#### Records for processing ####

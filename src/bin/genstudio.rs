//! HTTP server for GenStudio - prompt-to-image relay.

use clap::Parser;
use genstudio::image::providers::{DEFAULT_BASE_URL, DEFAULT_TIMEOUT};
use genstudio::server::DEFAULT_STATIC_DIR;
use genstudio::{AppState, ArtifactStore, ImageProvider, PollinationsProvider};
use std::path::PathBuf;
use std::sync::Arc;
use std::time::Duration;
use tracing_subscriber::{layer::SubscriberExt, util::SubscriberInitExt};

#[derive(Parser, Debug)]
#[command(name = "genstudio")]
#[command(about = "Relay text prompts to an image generation API and serve the results")]
#[command(version)]
struct Cli {
    /// Port to listen on
    #[arg(short, long, env = "PORT", default_value_t = 5000)]
    port: u16,

    /// Address to bind
    #[arg(long, env = "HOST", default_value = "0.0.0.0")]
    host: String,

    /// Directory generated images are written to
    #[arg(long, env = "GENSTUDIO_IMAGES_DIR", default_value = "images")]
    images_dir: PathBuf,

    /// Directory holding home.html and index.html
    #[arg(long, env = "GENSTUDIO_STATIC_DIR", default_value = DEFAULT_STATIC_DIR)]
    static_dir: PathBuf,

    /// Prompt endpoint of the image provider
    #[arg(long, env = "POLLINATIONS_URL", default_value = DEFAULT_BASE_URL)]
    provider_url: String,

    /// Provider request timeout in seconds
    #[arg(long, default_value_t = DEFAULT_TIMEOUT.as_secs())]
    timeout_secs: u64,

    /// Probe the provider once at startup
    #[arg(long)]
    check_provider: bool,

    /// Verbose logging
    #[arg(short, long)]
    verbose: bool,
}

#[tokio::main]
async fn main() -> anyhow::Result<()> {
    // A missing .env is normal; anything else is worth a note once logging is up.
    let dotenv = dotenvy::dotenv();

    let cli = Cli::parse();
    init_tracing(cli.verbose);

    match dotenv {
        Ok(path) => tracing::debug!(path = %path.display(), "loaded .env"),
        Err(e) if e.not_found() => {}
        Err(e) => tracing::warn!("failed to load .env: {e}"),
    }

    let provider = PollinationsProvider::builder()
        .base_url(&cli.provider_url)
        .timeout(Duration::from_secs(cli.timeout_secs))
        .build()?;

    if cli.check_provider {
        match provider.health_check().await {
            Ok(()) => tracing::info!(provider = provider.name(), "provider reachable"),
            Err(e) => tracing::warn!(provider = provider.name(), "provider check failed: {e}"),
        }
    }

    let store = ArtifactStore::open(&cli.images_dir)?;
    tracing::info!(
        images_dir = %store.images_dir().display(),
        static_dir = %cli.static_dir.display(),
        provider_url = %cli.provider_url,
        "starting genstudio v{}",
        env!("CARGO_PKG_VERSION")
    );

    let state = AppState::new(Arc::new(provider), Arc::new(store)).with_static_dir(cli.static_dir);

    let listener = tokio::net::TcpListener::bind((cli.host.as_str(), cli.port)).await?;
    genstudio::serve(listener, state).await?;

    Ok(())
}

fn init_tracing(verbose: bool) {
    let default_filter = if verbose {
        "genstudio=debug,tower_http=debug"
    } else {
        "genstudio=info,tower_http=info"
    };

    tracing_subscriber::registry()
        .with(
            tracing_subscriber::EnvFilter::try_from_default_env()
                .unwrap_or_else(|_| default_filter.into()),
        )
        .with(tracing_subscriber::fmt::layer())
        .init();
}
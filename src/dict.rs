//! Growing dictionary of previously seen byte strings.
//!
//! Entries are kept ordered by cost (distance from the cursor to their last
//! occurrence), so their positions move on every [`Dictionary::update_costs`].
//! Everything outside this module refers to entries by their [`Entry::tag`],
//! which is assigned at insertion and never changes.

use std::collections::HashMap;

/// log2 of [`MAX_MATCH_LEN`].
pub const MATCH_LOG_SIZE: u32 = 4;

/// Longest string a dictionary entry can hold.
pub const MAX_MATCH_LEN: usize = 1 << MATCH_LOG_SIZE;

/// One dictionary string.
#[derive(Debug, Clone, PartialEq, Eq)]
pub struct Entry {
    bytes: [u8; MAX_MATCH_LEN],
    len: u8,
    last_seen: usize,
    cost: usize,
    tag: usize,
}

impl Entry {
    /// The string.
    pub fn bytes(&self) -> &[u8] {
        &self.bytes[..self.len as usize]
    }

    /// Its length.
    pub fn len(&self) -> usize {
        self.len as usize
    }

    /// `true` for a zero-length string; [`Dictionary::insert`] admits none.
    pub fn is_empty(&self) -> bool {
        self.len == 0
    }

    /// Cursor position of the most recent occurrence.
    pub fn last_seen(&self) -> usize {
        self.last_seen
    }

    /// Sort key computed by the last [`Dictionary::update_costs`].
    pub fn cost(&self) -> usize {
        self.cost
    }

    /// Stable identity.
    pub fn tag(&self) -> usize {
        self.tag
    }
}

/// Cost-ordered string table with tag addressing.
#[derive(Debug, Default, Clone)]
pub struct Dictionary {
    entries: Vec<Entry>,
    /// tag -> current position in `entries`
    positions: Vec<usize>,
    /// string -> tag
    lookup: HashMap<Box<[u8]>, usize>,
}

impl Dictionary {
    /// Empty dictionary.
    pub fn new() -> Self {
        Self::default()
    }

    /// Number of entries.
    pub fn len(&self) -> usize {
        self.entries.len()
    }

    /// `true` before the first insertion.
    pub fn is_empty(&self) -> bool {
        self.entries.is_empty()
    }

    /// Allocated slots.
    pub fn capacity(&self) -> usize {
        self.entries.capacity()
    }

    /// Entries in cost order.
    pub fn entries(&self) -> &[Entry] {
        &self.entries
    }

    /// `true` if exactly `bytes` is already an entry.
    pub fn contains(&self, bytes: &[u8]) -> bool {
        self.lookup.contains_key(bytes)
    }

    /// Tag of the longest entry that is a prefix of `input`.
    pub fn find_match(&self, input: &[u8]) -> Option<usize> {
        let longest = input.len().min(MAX_MATCH_LEN);
        (1..=longest)
            .rev()
            .find_map(|len| self.lookup.get(&input[..len]).copied())
    }

    /// Adds `bytes`, last seen at `position`, and returns its tag.
    ///
    /// # Panics
    ///
    /// If `bytes` is empty, longer than [`MAX_MATCH_LEN`] or already present.
    pub fn insert(&mut self, bytes: &[u8], position: usize) -> usize {
        assert!(
            !bytes.is_empty() && bytes.len() <= MAX_MATCH_LEN,
            "entry length out of range"
        );
        assert!(!self.contains(bytes), "duplicate dictionary entry");

        if self.entries.len() == self.entries.capacity() {
            self.entries.reserve_exact(self.entries.len().max(1));
        }

        let tag = self.entries.len();
        let mut buf = [0u8; MAX_MATCH_LEN];
        buf[..bytes.len()].copy_from_slice(bytes);
        self.entries.push(Entry {
            bytes: buf,
            len: bytes.len() as u8,
            last_seen: position,
            cost: 0,
            tag,
        });
        self.positions.push(tag);
        self.lookup.insert(bytes.into(), tag);
        tag
    }

    /// Entry with `tag`.
    ///
    /// # Panics
    ///
    /// If no entry carries `tag`.
    pub fn get(&self, tag: usize) -> &Entry {
        &self.entries[self.positions[tag]]
    }

    /// Current position of the entry with `tag`.
    pub fn position_of(&self, tag: usize) -> usize {
        self.positions[tag]
    }

    /// Tag of the entry currently at `position`.
    pub fn tag_at(&self, position: usize) -> Option<usize> {
        self.entries.get(position).map(Entry::tag)
    }

    /// Records an occurrence of `tag` at `position`.
    pub fn touch(&mut self, tag: usize, position: usize) {
        let at = self.positions[tag];
        self.entries[at].last_seen = position;
    }

    /// Recomputes every cost relative to `cursor` and re-sorts by it.
    pub fn update_costs(&mut self, cursor: usize) {
        for e in &mut self.entries {
            assert!(cursor >= e.last_seen, "entry seen ahead of the cursor");
            e.cost = cursor - e.last_seen;
        }
        self.entries.sort_by_key(Entry::cost);
        for (at, e) in self.entries.iter().enumerate() {
            self.positions[e.tag] = at;
        }
        debug_assert!(self.entries.windows(2).all(|w| w[0].cost <= w[1].cost));
    }
}
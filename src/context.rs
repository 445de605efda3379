//! Per-context tag rankings.
//!
//! A context lists the tags that followed it, most used first. A tag is coded
//! by its rank in that list, so the ordering is part of the format.

use crate::backend::Model;

/// A tag and how often it occurred in the context.
#[derive(Debug, Clone, Copy, PartialEq, Eq)]
pub struct Item {
    /// Dictionary tag.
    pub tag: usize,
    /// Occurrences, starting at 1.
    pub freq: usize,
}

/// Ranked tags plus the statistics their ranks are coded with.
#[derive(Debug, Clone)]
pub struct Context<M> {
    items: Vec<Item>,
    model: M,
}

impl<M: Model> Context<M> {
    /// Empty context whose ranks are coded with `model`.
    pub fn new(model: M) -> Self {
        Self {
            items: Vec::new(),
            model,
        }
    }

    /// Number of distinct tags seen.
    pub fn len(&self) -> usize {
        self.items.len()
    }

    /// `true` if no tag was seen yet.
    pub fn is_empty(&self) -> bool {
        self.items.is_empty()
    }

    /// Items, most frequent first.
    pub fn items(&self) -> &[Item] {
        &self.items
    }

    /// Rank statistics.
    pub fn model(&self) -> &M {
        &self.model
    }

    /// Rank of `tag`, if present.
    pub fn rank_of(&self, tag: usize) -> Option<usize> {
        self.items.iter().position(|it| it.tag == tag)
    }

    /// Tag at `rank`.
    pub fn tag_at(&self, rank: usize) -> Option<usize> {
        self.items.get(rank).map(|it| it.tag)
    }

    /// A single-item context needs no bits to name its tag.
    pub fn needs_rank(&self) -> bool {
        self.items.len() > 1
    }

    /// Bits to code `rank` here.
    pub fn cost(&self, rank: usize) -> f64 {
        if self.needs_rank() {
            self.model.cost(rank)
        } else {
            0.0
        }
    }

    /// Records an occurrence of `tag`: feeds its rank to the statistics,
    /// bumps or adds the item, then restores the frequency order.
    pub fn observe(&mut self, tag: usize) {
        match self.rank_of(tag) {
            Some(rank) => {
                if self.needs_rank() {
                    self.model.update(rank);
                }
                self.items[rank].freq += 1;
            }
            None => {
                self.items.push(Item { tag, freq: 1 });
                self.model.enlarge();
            }
        }
        self.items.sort_by(|l, r| r.freq.cmp(&l.freq));
        debug_assert!(self.items.windows(2).all(|w| w[0].freq >= w[1].freq));
    }
}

####

[What you are asked to do]
Look above for the line that contains "Sort key computed". Starting there, transcribe every line exactly until you have copied the line that contains "let mut buf = [0u8; MAX_MATCH_LEN];".

[Solution to this exercise]
    /// Sort key computed by the last [`Dictionary::update_costs`].
    pub fn cost(&self) -> usize {
        self.cost
    }

    /// Stable identity.
    pub fn tag(&self) -> usize {
        self.tag
    }
}

/// Cost-ordered string table with tag addressing.
#[derive(Debug, Default, Clone)]
pub struct Dictionary {
    entries: Vec<Entry>,
    /// tag -> current position in `entries`
    positions: Vec<usize>,
    /// string -> tag
    lookup: HashMap<Box<[u8]>, usize>,
}

impl Dictionary {
    /// Empty dictionary.
    pub fn new() -> Self {
        Self::default()
    }

    /// Number of entries.
    pub fn len(&self) -> usize {
        self.entries.len()
    }

    /// `true` before the first insertion.
    pub fn is_empty(&self) -> bool {
        self.entries.is_empty()
    }

    /// Allocated slots.
    pub fn capacity(&self) -> usize {
        self.entries.capacity()
    }

    /// Entries in cost order.
    pub fn entries(&self) -> &[Entry] {
        &self.entries
    }

    /// `true` if exactly `bytes` is already an entry.
    pub fn contains(&self, bytes: &[u8]) -> bool {
        self.lookup.contains_key(bytes)
    }

    /// Tag of the longest entry that is a prefix of `input`.
    pub fn find_match(&self, input: &[u8]) -> Option<usize> {
        let longest = input.len().min(MAX_MATCH_LEN);
        (1..=longest)
            .rev()
            .find_map(|len| self.lookup.get(&input[..len]).copied())
    }

    /// Adds `bytes`, last seen at `position`, and returns its tag.
    ///
    /// # Panics
    ///
    /// If `bytes` is empty, longer than [`MAX_MATCH_LEN`] or already present.
    pub fn insert(&mut self, bytes: &[u8], position: usize) -> usize {
        assert!(
            !bytes.is_empty() && bytes.len() <= MAX_MATCH_LEN,
            "entry length out of range"
        );
        assert!(!self.contains(bytes), "duplicate dictionary entry");

        if self.entries.len() == self.entries.capacity() {
            self.entries.reserve_exact(self.entries.len().max(1));
        }

        let tag = self.entries.len();
        let mut buf = [0u8; MAX_MATCH_LEN];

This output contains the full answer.